## Your assignment
Report every line in the listing below where the string "timeouts" shows up.

## Dataset entries
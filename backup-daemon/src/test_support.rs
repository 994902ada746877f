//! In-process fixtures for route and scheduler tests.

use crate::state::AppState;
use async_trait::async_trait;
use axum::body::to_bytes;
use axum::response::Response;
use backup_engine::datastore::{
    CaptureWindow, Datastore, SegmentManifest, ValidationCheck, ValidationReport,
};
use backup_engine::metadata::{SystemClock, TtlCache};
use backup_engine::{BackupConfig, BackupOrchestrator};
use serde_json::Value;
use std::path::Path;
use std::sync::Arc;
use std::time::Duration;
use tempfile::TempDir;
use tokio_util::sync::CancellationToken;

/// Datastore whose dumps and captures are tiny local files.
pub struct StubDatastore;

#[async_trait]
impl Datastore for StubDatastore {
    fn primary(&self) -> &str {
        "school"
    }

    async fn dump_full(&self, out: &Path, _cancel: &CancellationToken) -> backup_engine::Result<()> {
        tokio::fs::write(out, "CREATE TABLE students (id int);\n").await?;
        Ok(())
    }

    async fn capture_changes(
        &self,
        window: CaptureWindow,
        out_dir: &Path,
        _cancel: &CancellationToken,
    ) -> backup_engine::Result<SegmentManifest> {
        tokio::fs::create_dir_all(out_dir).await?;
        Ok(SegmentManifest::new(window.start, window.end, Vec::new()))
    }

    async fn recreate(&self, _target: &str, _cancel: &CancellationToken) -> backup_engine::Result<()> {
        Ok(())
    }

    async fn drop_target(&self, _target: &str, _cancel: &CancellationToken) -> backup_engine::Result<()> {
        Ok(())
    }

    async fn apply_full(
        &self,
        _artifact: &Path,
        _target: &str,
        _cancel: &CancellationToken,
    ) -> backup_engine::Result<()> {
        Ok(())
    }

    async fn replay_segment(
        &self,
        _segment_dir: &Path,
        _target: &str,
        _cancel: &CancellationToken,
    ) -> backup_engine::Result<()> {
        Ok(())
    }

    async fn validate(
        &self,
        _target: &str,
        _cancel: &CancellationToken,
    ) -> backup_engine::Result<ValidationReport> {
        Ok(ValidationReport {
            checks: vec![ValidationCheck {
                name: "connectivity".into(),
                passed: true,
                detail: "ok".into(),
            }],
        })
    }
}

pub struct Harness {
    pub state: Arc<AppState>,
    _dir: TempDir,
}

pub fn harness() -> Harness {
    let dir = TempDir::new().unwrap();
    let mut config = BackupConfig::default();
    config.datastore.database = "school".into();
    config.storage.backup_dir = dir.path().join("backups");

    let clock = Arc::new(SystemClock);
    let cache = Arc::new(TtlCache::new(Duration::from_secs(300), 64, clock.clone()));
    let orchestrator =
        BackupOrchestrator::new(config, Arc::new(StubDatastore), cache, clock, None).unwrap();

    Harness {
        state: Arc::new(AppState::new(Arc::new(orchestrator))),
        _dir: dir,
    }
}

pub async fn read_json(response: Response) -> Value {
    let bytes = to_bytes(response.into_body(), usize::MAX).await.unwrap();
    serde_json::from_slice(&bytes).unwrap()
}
==
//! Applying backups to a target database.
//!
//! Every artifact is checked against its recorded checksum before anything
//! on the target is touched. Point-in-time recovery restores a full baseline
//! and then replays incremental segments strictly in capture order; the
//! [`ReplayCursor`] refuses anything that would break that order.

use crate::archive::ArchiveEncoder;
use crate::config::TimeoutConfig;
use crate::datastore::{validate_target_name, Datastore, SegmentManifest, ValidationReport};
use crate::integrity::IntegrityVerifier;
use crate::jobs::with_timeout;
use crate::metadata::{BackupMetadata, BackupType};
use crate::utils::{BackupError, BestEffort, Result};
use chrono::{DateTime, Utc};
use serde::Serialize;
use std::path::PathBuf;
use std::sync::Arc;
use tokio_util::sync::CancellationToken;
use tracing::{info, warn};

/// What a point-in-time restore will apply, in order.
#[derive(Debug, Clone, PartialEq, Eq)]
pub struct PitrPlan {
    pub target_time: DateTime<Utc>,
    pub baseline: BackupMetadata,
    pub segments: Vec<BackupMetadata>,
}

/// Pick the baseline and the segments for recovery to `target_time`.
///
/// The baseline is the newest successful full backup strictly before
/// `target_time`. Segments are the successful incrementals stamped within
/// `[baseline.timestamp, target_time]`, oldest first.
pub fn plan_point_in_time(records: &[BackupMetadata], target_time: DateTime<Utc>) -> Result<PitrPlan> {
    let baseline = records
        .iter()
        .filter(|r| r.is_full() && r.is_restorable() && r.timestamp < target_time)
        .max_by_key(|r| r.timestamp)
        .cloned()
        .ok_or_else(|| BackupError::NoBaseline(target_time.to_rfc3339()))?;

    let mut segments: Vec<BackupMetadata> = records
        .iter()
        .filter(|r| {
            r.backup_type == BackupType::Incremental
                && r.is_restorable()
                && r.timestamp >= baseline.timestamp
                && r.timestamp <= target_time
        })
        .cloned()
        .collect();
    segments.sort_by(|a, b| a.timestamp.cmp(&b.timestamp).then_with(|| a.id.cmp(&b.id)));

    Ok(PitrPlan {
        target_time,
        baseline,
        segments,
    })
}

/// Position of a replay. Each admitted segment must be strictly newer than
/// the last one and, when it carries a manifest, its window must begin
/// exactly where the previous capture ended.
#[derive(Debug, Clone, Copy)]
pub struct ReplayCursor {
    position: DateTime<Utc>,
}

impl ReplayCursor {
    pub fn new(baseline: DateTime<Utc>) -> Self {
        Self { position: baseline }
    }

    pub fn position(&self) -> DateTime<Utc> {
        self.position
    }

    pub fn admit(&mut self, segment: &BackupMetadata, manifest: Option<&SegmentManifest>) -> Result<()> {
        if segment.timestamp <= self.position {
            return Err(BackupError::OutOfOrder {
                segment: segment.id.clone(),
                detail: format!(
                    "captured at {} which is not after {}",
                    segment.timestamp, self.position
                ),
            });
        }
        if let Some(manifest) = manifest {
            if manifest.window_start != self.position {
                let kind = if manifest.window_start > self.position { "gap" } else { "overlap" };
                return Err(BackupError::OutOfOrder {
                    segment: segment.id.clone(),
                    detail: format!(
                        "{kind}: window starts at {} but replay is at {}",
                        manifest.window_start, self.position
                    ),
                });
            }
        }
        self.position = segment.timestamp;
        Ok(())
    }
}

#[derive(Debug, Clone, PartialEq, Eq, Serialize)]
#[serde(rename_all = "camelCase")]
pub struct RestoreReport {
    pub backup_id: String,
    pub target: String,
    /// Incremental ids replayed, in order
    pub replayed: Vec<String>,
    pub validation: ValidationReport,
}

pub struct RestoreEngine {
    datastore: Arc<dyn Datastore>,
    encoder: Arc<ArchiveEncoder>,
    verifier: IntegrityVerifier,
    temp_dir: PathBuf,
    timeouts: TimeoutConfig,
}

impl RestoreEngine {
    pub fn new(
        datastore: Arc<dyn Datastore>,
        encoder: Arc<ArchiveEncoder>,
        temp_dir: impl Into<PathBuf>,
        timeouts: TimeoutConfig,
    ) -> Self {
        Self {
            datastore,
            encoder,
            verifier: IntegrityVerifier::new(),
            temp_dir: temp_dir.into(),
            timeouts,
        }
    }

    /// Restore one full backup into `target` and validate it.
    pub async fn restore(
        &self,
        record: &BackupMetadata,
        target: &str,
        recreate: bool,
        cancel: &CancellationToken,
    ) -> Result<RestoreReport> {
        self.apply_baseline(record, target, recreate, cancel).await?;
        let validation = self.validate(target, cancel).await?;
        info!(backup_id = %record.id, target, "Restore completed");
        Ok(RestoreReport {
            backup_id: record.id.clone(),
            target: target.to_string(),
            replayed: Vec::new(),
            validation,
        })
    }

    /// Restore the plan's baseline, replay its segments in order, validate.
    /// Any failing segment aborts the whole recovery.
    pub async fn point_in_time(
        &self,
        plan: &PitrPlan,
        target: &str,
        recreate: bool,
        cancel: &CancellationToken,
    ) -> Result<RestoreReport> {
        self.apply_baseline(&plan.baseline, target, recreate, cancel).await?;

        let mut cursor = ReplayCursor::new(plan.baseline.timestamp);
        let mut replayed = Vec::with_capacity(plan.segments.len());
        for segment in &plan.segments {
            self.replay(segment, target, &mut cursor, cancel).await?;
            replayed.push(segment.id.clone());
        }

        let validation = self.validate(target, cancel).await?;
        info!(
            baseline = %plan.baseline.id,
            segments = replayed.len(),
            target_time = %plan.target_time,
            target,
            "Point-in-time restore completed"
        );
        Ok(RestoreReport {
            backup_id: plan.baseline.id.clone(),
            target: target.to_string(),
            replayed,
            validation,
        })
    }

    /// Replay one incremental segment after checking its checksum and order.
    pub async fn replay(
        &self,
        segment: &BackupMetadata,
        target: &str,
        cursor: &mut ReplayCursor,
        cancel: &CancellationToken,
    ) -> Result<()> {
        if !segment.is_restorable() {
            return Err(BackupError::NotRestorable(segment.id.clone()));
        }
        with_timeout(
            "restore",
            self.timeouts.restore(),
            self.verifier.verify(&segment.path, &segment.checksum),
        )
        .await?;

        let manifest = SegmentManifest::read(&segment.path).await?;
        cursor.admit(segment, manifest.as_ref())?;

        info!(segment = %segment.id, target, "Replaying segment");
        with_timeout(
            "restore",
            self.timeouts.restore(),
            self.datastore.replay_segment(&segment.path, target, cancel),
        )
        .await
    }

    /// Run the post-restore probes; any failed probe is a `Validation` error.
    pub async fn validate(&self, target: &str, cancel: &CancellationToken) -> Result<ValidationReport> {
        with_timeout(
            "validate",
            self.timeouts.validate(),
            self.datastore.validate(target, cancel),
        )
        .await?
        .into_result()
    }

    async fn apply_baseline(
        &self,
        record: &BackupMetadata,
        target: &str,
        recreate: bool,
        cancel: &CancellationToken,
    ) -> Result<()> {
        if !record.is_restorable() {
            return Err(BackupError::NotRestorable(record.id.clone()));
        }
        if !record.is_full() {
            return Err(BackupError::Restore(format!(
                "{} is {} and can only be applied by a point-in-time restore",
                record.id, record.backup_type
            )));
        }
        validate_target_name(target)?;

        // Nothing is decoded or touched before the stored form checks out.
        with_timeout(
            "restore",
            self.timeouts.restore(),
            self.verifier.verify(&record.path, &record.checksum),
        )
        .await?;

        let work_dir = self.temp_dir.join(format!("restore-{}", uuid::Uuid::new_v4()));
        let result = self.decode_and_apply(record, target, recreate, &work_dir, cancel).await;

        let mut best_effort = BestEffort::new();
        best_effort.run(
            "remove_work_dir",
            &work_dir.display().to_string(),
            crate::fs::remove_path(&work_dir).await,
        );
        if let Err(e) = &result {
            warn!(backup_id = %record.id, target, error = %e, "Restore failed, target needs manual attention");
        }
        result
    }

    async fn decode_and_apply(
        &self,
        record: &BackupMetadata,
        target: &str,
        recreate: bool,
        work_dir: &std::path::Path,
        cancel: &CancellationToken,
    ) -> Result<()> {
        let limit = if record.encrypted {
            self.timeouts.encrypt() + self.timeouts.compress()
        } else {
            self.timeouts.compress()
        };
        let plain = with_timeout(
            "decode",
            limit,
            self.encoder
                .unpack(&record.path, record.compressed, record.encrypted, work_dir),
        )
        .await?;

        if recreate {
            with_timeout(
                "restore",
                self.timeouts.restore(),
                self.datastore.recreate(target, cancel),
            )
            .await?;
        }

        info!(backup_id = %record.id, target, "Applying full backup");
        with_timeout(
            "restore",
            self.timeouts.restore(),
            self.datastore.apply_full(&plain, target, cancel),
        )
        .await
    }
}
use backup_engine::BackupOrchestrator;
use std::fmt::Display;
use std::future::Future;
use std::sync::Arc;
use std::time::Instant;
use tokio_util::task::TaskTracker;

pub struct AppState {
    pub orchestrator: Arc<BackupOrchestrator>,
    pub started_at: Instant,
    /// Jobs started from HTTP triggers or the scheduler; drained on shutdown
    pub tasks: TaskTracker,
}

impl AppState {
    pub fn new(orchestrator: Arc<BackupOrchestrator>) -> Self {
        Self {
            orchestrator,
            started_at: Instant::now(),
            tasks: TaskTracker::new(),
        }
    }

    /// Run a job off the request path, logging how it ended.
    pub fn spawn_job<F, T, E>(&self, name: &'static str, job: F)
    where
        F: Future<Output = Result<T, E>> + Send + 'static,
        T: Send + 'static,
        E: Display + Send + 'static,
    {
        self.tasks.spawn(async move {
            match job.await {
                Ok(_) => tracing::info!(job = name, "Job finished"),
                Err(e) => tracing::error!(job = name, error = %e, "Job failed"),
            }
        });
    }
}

## Solved exercise
    timeouts: TimeoutConfig,
        timeouts: TimeoutConfig,
            timeouts,
            self.timeouts.restore(),
            self.timeouts.restore(),
            self.timeouts.validate(),
            self.timeouts.restore(),
            self.timeouts.encrypt() + self.timeouts.compress()
            self.timeouts.compress()
                self.timeouts.restore(),
            self.timeouts.restore(),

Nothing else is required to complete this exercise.